◆ **PROBLEM DETAILS**
Return verbatim every line from the first line of the data below to the line that contains "x values (stack", inclusive, and no further.

[Dataset excerpts]
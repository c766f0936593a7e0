//! Smoothed polylines for area fills and lines.
//!
//! Both curves emit sampled points rather than bezier commands so the
//! painter can fill them with plain triangles. Sampling is a pure function of
//! the input x coordinates, so two curves over the same x values (stack
//! baseline and topline) come back with matching sample x positions.

use egui::Pos2;

pub const SEGMENT_STEPS: usize = 8;

fn cubic(out: &mut Vec<Pos2>, p0: Pos2, c1: Pos2, c2: Pos2, p3: Pos2, steps: usize) {
    for i in 1..=steps {
        let t = i as f32 / steps as f32;
        let u = 1.0 - t;
        let a = u * u * u;
        let b = 3.0 * u * u * t;
        let c = 3.0 * u * t * t;
        let d = t * t * t;
        out.push(Pos2::new(
            a * p0.x + b * c1.x + c * c2.x + d * p3.x,
            a * p0.y + b * c1.y + c * c2.y + d * p3.y,
        ));
    }
}

/// Uniform B-spline through the points' hull; only the end points are hit.
pub fn basis(points: &[Pos2], steps: usize) -> Vec<Pos2> {
    match points.len() {
        0 => return Vec::new(),
        1 | 2 => return points.to_vec(),
        _ => {}
    }
    let steps = steps.max(1);
    let n = points.len();
    let mut out = Vec::with_capacity(n * steps + 2);

    let p0 = points[0];
    let p1 = points[1];
    out.push(p0);
    out.push(Pos2::new((5.0 * p0.x + p1.x) / 6.0, (5.0 * p0.y + p1.y) / 6.0));

    let segment = |out: &mut Vec<Pos2>, a: Pos2, b: Pos2, c: Pos2| {
        let start = out[out.len() - 1];
        let c1 = Pos2::new((2.0 * a.x + b.x) / 3.0, (2.0 * a.y + b.y) / 3.0);
        let c2 = Pos2::new((a.x + 2.0 * b.x) / 3.0, (a.y + 2.0 * b.y) / 3.0);
        let end = Pos2::new((a.x + 4.0 * b.x + c.x) / 6.0, (a.y + 4.0 * b.y + c.y) / 6.0);
        cubic(out, start, c1, c2, end, steps);
    };

    for k in 2..n {
        segment(&mut out, points[k - 2], points[k - 1], points[k]);
    }
    let last = points[n - 1];
    segment(&mut out, points[n - 2], last, last);
    out.push(last);
    out
}

fn sign(v: f32) -> f32 {
    if v < 0.0 {
        -1.0
    } else {
        1.0
    }
}

fn slope3(p0: Pos2, p1: Pos2, p2: Pos2) -> f32 {
    let h0 = p1.x - p0.x;
    let h1 = p2.x - p1.x;
    let s0 = (p1.y - p0.y) / h0;
    let s1 = (p2.y - p1.y) / h1;
    let p = (s0 * h1 + s1 * h0) / (h0 + h1);
    let v = (sign(s0) + sign(s1)) * s0.abs().min(s1.abs()).min(0.5 * p.abs());
    if v.is_finite() {
        v
    } else {
        0.0
    }
}

fn slope2(p0: Pos2, p1: Pos2, t: f32) -> f32 {
    let h = p1.x - p0.x;
    if h != 0.0 {
        (3.0 * (p1.y - p0.y) / h - t) / 2.0
    } else {
        t
    }
}

fn hermite(out: &mut Vec<Pos2>, p0: Pos2, p1: Pos2, t0: f32, t1: f32, steps: usize) {
    let dx = (p1.x - p0.x) / 3.0;
    cubic(
        out,
        p0,
        Pos2::new(p0.x + dx, p0.y + dx * t0),
        Pos2::new(p1.x - dx, p1.y - dx * t1),
        p1,
        steps,
    );
}

/// Monotone cubic interpolation in x: passes through every point and never
/// overshoots between two of them.
pub fn monotone_x(points: &[Pos2], steps: usize) -> Vec<Pos2> {
    let steps = steps.max(1);
    let mut out = Vec::with_capacity(points.len() * steps + 1);

    let mut seen = 0usize;
    let mut p0 = Pos2::ZERO;
    let mut p1 = Pos2::ZERO;
    let mut t0 = 0.0f32;

    for &p in points {
        if seen > 0 && p == p1 {
            continue;
        }
        let mut t1 = t0;
        match seen {
            0 => out.push(p),
            1 => {}
            2 => {
                t1 = slope3(p0, p1, p);
                hermite(&mut out, p0, p1, slope2(p0, p1, t1), t1, steps);
            }
            _ => {
                t1 = slope3(p0, p1, p);
                hermite(&mut out, p0, p1, t0, t1, steps);
            }
        }
        seen = (seen + 1).min(3);
        p0 = p1;
        p1 = p;
        t0 = t1;
    }

    match seen {
        2 => out.push(p1),
        3 => hermite(&mut out, p0, p1, t0, slope2(p0, p1, t0), steps),
        _ => {}
    }
    out
}

#[cfg(test)]
mod tests {
    use super::*;

    fn pts(v: &[(f32, f32)]) -> Vec<Pos2> {
        v.iter().map(|&(x, y)| Pos2::new(x, y)).collect()
    }

    #[test]
    fn short_inputs_pass_through() {
        assert!(basis(&[], 8).is_empty());
        let two = pts(&[(0.0, 0.0), (10.0, 5.0)]);
        assert_eq!(basis(&two, 8), two);
        assert_eq!(monotone_x(&two, 8), two);
    }

    #[test]
    fn basis_keeps_endpoints_and_x_order() {
        let input = pts(&[(0.0, 0.0), (10.0, 10.0), (20.0, 0.0), (30.0, 10.0)]);
        let out = basis(&input, 8);
        assert_eq!(out.first(), input.first());
        assert_eq!(out.last(), input.last());
        for w in out.windows(2) {
            assert!(w[1].x >= w[0].x - 1e-4);
        }
    }

    #[test]
    fn basis_samples_align_for_shared_x() {
        let top = pts(&[(0.0, 5.0), (10.0, 9.0), (20.0, 4.0), (30.0, 7.0)]);
        let bot = pts(&[(0.0, 1.0), (10.0, 2.0), (20.0, 0.0), (30.0, 3.0)]);
        let a = basis(&top, 6);
        let b = basis(&bot, 6);
        assert_eq!(a.len(), b.len());
        for (p, q) in a.iter().zip(&b) {
            assert!((p.x - q.x).abs() < 1e-4);
        }
    }

    #[test]
    fn monotone_hits_every_point_without_overshoot() {
        let input = pts(&[(0.0, 0.0), (10.0, 1.0), (20.0, 8.0), (30.0, 8.0), (40.0, 9.0)]);
        let out = monotone_x(&input, 8);
        for p in &input {
            assert!(out.iter().any(|q| (q.x - p.x).abs() < 1e-3 && (q.y - p.y).abs() < 1e-3));
        }
        for w in out.windows(2) {
            assert!(w[1].y >= w[0].y - 1e-3, "dips between {:?} and {:?}", w[0], w[1]);
        }
    }

    #[test]
    fn monotone_skips_repeated_points() {
        let input = pts(&[(0.0, 0.0), (0.0, 0.0), (10.0, 2.0)]);
        assert_eq!(monotone_x(&input, 8), pts(&[(0.0, 0.0), (10.0, 2.0)]));
    }
}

◆ **RESPONSE**
repository c766f0936593a7e0
//! Smoothed polylines for area fills and lines.
//!
//! Both curves emit sampled points rather than bezier commands so the
//! painter can fill them with plain triangles. Sampling is a pure function of
//! the input x coordinates, so two curves over the same x values (stack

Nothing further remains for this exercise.